Koop apporta sur le toit des tacos achetés dans un restaurant de la chaîne Taco Bell, jeta le sac au sommet du climatiseur, et s’y hissa. Il y avait encore assez de lumière pour que Sara Jensen puisse le voir si elle regardait par la fenêtre et il marcha en canard pour traverser la surface de l’abri jusqu’à ce qu’il se trouve derrière le conduit de ventilation du système.

Écartant les tacos, il sortit le télescope Kowa de sa boîte, et examina l’appartement. Où était le type, le blond ? Est-ce qu’il était revenu ? Son cœur tremblait…

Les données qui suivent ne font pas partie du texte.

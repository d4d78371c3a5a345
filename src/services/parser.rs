//! Response mapping
//!
//! Turns raw API payloads into catalog entities and writes them through a
//! `CatalogStore`. Groups are get-or-create-and-refresh, events are
//! create-once, and every nested entity (venues, members, photos,
//! categories, meta categories, topics) is materialized in the same call
//! that references it.

use serde_json::Value;
use sqlx::types::Json;

use crate::models::{Category, Event, EventHost, Group, Member, MetaCategory, Photo, Topic, Venue};
use crate::services::payloads::{
    CategoryResponse, EventHostResponse, EventResponse, GroupResponse, MemberResponse,
    MetaCategoryResponse, PhotoResponse, TopicResponse, VenueResponse,
};
use crate::storage::CatalogStore;
use crate::utils::errors::Result;
use crate::utils::helpers::{datetime_from_millis, seconds_from_millis};

/// Get or create a group from a `GET /{urlname}` payload
///
/// Required fields are overwritten on every call, optional fields only when
/// the payload carries them, and `created` is written once when the group is
/// first seen. The display title tracks the remote name.
pub async fn group_from_response<S: CatalogStore>(store: &S, value: &Value) -> Result<Group> {
    let response = GroupResponse::from_value(value)?;

    let (mut group, is_new) = match store.find_group_by_urlname(&response.urlname).await? {
        Some(group) => (group, false),
        None => {
            let group = Group {
                meetup_id: response.id,
                urlname: response.urlname.clone(),
                title: Group::derive_title(response.id, &response.name),
                name: response.name.clone(),
                status: response.status.clone(),
                description: response.description.clone(),
                created: datetime_from_millis("group", response.created)?,
                lat: response.lat,
                lon: response.lon,
                link: response.link.clone(),
                members: response.members,
                timezone: response.timezone.clone(),
                visibility: response.visibility.clone(),
                category_id: None,
                city: None,
                city_link: None,
                country: None,
                fee_options_currencies_code: None,
                fee_options_currencies_default: None,
                fee_options_type: None,
                group_photo_id: None,
                join_mode: None,
                key_photo_id: None,
                localized_country_name: None,
                localized_location: None,
                member_limit: None,
                meta_category_id: None,
                nomination_acceptable: false,
                organizer_id: None,
                short_link: None,
                state: None,
                untranslated_city: None,
                welcome_message: None,
                who: None,
                topic_ids: Vec::new(),
            };
            (group, true)
        }
    };

    // update required fields
    group.description = response.description.clone();
    group.lat = response.lat;
    group.lon = response.lon;
    group.link = response.link.clone();
    group.members = response.members;
    group.name = response.name.clone();
    group.status = response.status.clone();
    group.timezone = response.timezone.clone();
    group.visibility = response.visibility.clone();
    group.title = Group::derive_title(group.meetup_id, &response.name);

    // add optional fields
    if let Some(category) = &response.category {
        let category = category_from_response(store, category).await?;
        group.category_id = Some(category.meetup_id);
    }
    if response.city.is_some() {
        group.city = response.city.clone();
    }
    if response.city_link.is_some() {
        group.city_link = response.city_link.clone();
    }
    if response.country.is_some() {
        group.country = response.country.clone();
    }
    if let Some(fee_options) = &response.fee_options {
        if let Some(currencies) = &fee_options.currencies {
            if currencies.code.is_some() {
                group.fee_options_currencies_code = currencies.code.clone();
            }
            group.fee_options_currencies_default = Some(currencies.default.unwrap_or(false));
        }
        if fee_options.fee_type.is_some() {
            group.fee_options_type = fee_options.fee_type.clone();
        }
    }
    if let Some(photo) = &response.group_photo {
        let photo = photo_from_response(store, photo).await?;
        group.group_photo_id = Some(photo.meetup_id);
    }
    if response.join_mode.is_some() {
        group.join_mode = response.join_mode.clone();
    }
    if let Some(photo) = &response.key_photo {
        let photo = photo_from_response(store, photo).await?;
        group.key_photo_id = Some(photo.meetup_id);
    }
    if response.localized_country_name.is_some() {
        group.localized_country_name = response.localized_country_name.clone();
    }
    if response.localized_location.is_some() {
        group.localized_location = response.localized_location.clone();
    }
    if response.member_limit.is_some() {
        group.member_limit = response.member_limit;
    }
    if let Some(meta_category) = &response.meta_category {
        let meta_category = meta_category_from_response(store, meta_category).await?;
        group.meta_category_id = Some(meta_category.meetup_id);
    }
    group.nomination_acceptable = response.nomination_acceptable.unwrap_or(false);
    if let Some(organizer) = &response.organizer {
        let organizer = member_from_response(store, organizer).await?;
        group.organizer_id = Some(organizer.meetup_id);
    }
    if response.short_link.is_some() {
        group.short_link = response.short_link.clone();
    }
    if response.state.is_some() {
        group.state = response.state.clone();
    }
    if let Some(topics) = &response.topics {
        let mut topic_ids = Vec::with_capacity(topics.len());
        for topic in topics {
            let topic = topic_from_response(store, topic).await?;
            topic_ids.push(topic.meetup_id);
        }
        group.topic_ids = topic_ids;
    }
    if response.untranslated_city.is_some() {
        group.untranslated_city = response.untranslated_city.clone();
    }
    if response.welcome_message.is_some() {
        group.welcome_message = response.welcome_message.clone();
    }
    if response.who.is_some() {
        group.who = response.who.clone();
    }

    if is_new {
        store.insert_group(&group).await
    } else {
        store.update_group(&group).await
    }
}

/// Create an event from a `GET /{urlname}/events` feed entry
///
/// Returns `Ok(None)` when the entry has no id or its id is already in the
/// catalog. An entry that names an id but cannot satisfy the required set
/// fails with a mapping error.
pub async fn event_from_response<S: CatalogStore>(
    store: &S,
    group: &Group,
    value: &Value,
) -> Result<Option<Event>> {
    let Some(meetup_id) = event_id_of(value) else {
        return Ok(None);
    };
    if store.event_exists(&meetup_id).await? {
        return Ok(None);
    }

    let response = EventResponse::from_value(value)?;
    let mut event = Event {
        meetup_id: response.id.clone(),
        group_id: group.meetup_id,
        title: Event::derive_title(&response.id, &response.name),
        name: response.name.clone(),
        time: datetime_from_millis("event", response.time)?,
        attendance_count: response.attendance_count,
        attendance_sample: response.attendance_sample,
        attendee_sample: response.attendee_sample,
        created: None,
        date_in_series_pattern: response.date_in_series_pattern.unwrap_or(false),
        description: response.description.clone(),
        duration_secs: response.duration.map(seconds_from_millis),
        event_hosts: Json(Vec::new()),
        fee_accepts: None,
        fee_amount: None,
        fee_currency: None,
        fee_description: None,
        fee_label: None,
        how_to_find_us: response.how_to_find_us.clone(),
        status: response.status.clone(),
        updated: None,
        utc_offset_secs: response.utc_offset.map(seconds_from_millis),
        venue_id: None,
        venue_visibility: response.venue_visibility.clone(),
        visibility: response.visibility.clone(),
    };

    if let Some(millis) = response.created {
        event.created = Some(datetime_from_millis("event", millis)?);
    }
    if let Some(millis) = response.updated {
        event.updated = Some(datetime_from_millis("event", millis)?);
    }
    if let Some(hosts) = &response.event_hosts {
        let mut event_hosts = Vec::with_capacity(hosts.len());
        for host in hosts {
            event_hosts.push(event_host_from_response(store, host).await?);
        }
        event.event_hosts = Json(event_hosts);
    }
    if let Some(fee) = &response.fee {
        event.fee_accepts = fee.accepts.clone();
        event.fee_amount = fee.amount;
        event.fee_currency = fee.currency.clone();
        event.fee_description = fee.description.clone();
        event.fee_label = fee.label.clone();
    }
    if let Some(venue) = &response.venue {
        let venue = venue_from_response(store, venue).await?;
        event.venue_id = Some(venue.meetup_id);
    }

    let inserted = store.insert_event(&event).await?;
    Ok(Some(inserted))
}

/// Upsert a venue from a nested payload
pub async fn venue_from_response<S: CatalogStore>(
    store: &S,
    response: &VenueResponse,
) -> Result<Venue> {
    let venue = Venue {
        meetup_id: response.id,
        address_1: response.address_1.clone(),
        address_2: response.address_2.clone(),
        address_3: response.address_3.clone(),
        city: response.city.clone(),
        country: response.country.clone(),
        lat: response.lat,
        lon: response.lon,
        localized_country_name: response.localized_country_name.clone(),
        name: response.name.clone(),
        phone: response.phone.clone(),
        zip_code: response.zip_code.clone(),
    };
    store.upsert_venue(&venue).await
}

/// Upsert a member from a nested payload, materializing its photo first
pub async fn member_from_response<S: CatalogStore>(
    store: &S,
    response: &MemberResponse,
) -> Result<Member> {
    let photo_id = match &response.photo {
        Some(photo) => Some(photo_from_response(store, photo).await?.meetup_id),
        None => None,
    };
    let member = Member {
        meetup_id: response.id,
        name: response.name.clone(),
        bio: response.bio.clone(),
        photo_id,
    };
    store.upsert_member(&member).await
}

/// Upsert a photo from a nested payload
pub async fn photo_from_response<S: CatalogStore>(
    store: &S,
    response: &PhotoResponse,
) -> Result<Photo> {
    let photo = Photo {
        meetup_id: response.id,
        highres_link: response.highres_link.clone(),
        base_url: response.base_url.clone(),
        photo_link: response.photo_link.clone(),
        thumb_link: response.thumb_link.clone(),
        photo_type: response.photo_type.clone(),
    };
    store.upsert_photo(&photo).await
}

/// Upsert a category from a nested payload
pub async fn category_from_response<S: CatalogStore>(
    store: &S,
    response: &CategoryResponse,
) -> Result<Category> {
    let category = Category {
        meetup_id: response.id,
        name: response.name.clone(),
        shortname: response.shortname.clone(),
        sort_name: response.sort_name.clone(),
    };
    store.upsert_category(&category).await
}

/// Upsert a meta-category, materializing bare categories for every listed id
pub async fn meta_category_from_response<S: CatalogStore>(
    store: &S,
    response: &MetaCategoryResponse,
) -> Result<MetaCategory> {
    let photo_id = match &response.photo {
        Some(photo) => Some(photo_from_response(store, photo).await?.meetup_id),
        None => None,
    };
    let category_ids = response.category_ids.clone().unwrap_or_default();
    for category_id in &category_ids {
        let category = Category {
            meetup_id: *category_id,
            name: None,
            shortname: None,
            sort_name: None,
        };
        store.upsert_category(&category).await?;
    }
    let meta_category = MetaCategory {
        meetup_id: response.id,
        name: response.name.clone(),
        shortname: response.shortname.clone(),
        sort_name: response.sort_name.clone(),
        photo_id,
        category_ids,
    };
    store.upsert_meta_category(&meta_category).await
}

/// Upsert a topic from a nested payload
pub async fn topic_from_response<S: CatalogStore>(
    store: &S,
    response: &TopicResponse,
) -> Result<Topic> {
    let topic = Topic {
        meetup_id: response.id,
        lang: response.lang.clone(),
        name: response.name.clone(),
        urlkey: response.urlkey.clone(),
    };
    store.upsert_topic(&topic).await
}

/// Build a host entry, materializing its member and photo
pub async fn event_host_from_response<S: CatalogStore>(
    store: &S,
    response: &EventHostResponse,
) -> Result<EventHost> {
    let member_id = match response.id {
        Some(member_id) => {
            let member = Member {
                meetup_id: member_id,
                name: None,
                bio: None,
                photo_id: None,
            };
            Some(store.upsert_member(&member).await?.meetup_id)
        }
        None => None,
    };
    let photo_id = match &response.photo {
        Some(photo) => Some(photo_from_response(store, photo).await?.meetup_id),
        None => None,
    };
    let join_date = match response.join_date {
        Some(millis) => Some(datetime_from_millis("event host", millis)?),
        None => None,
    };
    Ok(EventHost {
        host_count: response.host_count,
        member_id,
        intro: response.intro.clone(),
        join_date,
        name: response.name.clone(),
        photo_id,
    })
}

/// Extract the event id from a raw feed entry, coercing numbers to strings
fn event_id_of(value: &Value) -> Option<String> {
    match value.get("id") {
        Some(Value::String(id)) => Some(id.clone()),
        Some(Value::Number(id)) => Some(id.to_string()),
        _ => None,
    }
}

Les rideaux des deux chambres étaient ouverts, comme d’habitude.

Pour le moment satisfait, Koop s’installa, ouvrit le sac de tacos, les dévora. Il renversa de la crème fraîche sur sa veste : merde ! Il l’essuya avec une serviette en papier mais ça allait faire une tache de graisse. Il jeta la serviette par-dessus le rebord du climatiseur, se dit : je ne devrais pas faire ça, et nota, dans un coin de son cerveau, qu’il lui faudrait aller la ramasser avant de partir.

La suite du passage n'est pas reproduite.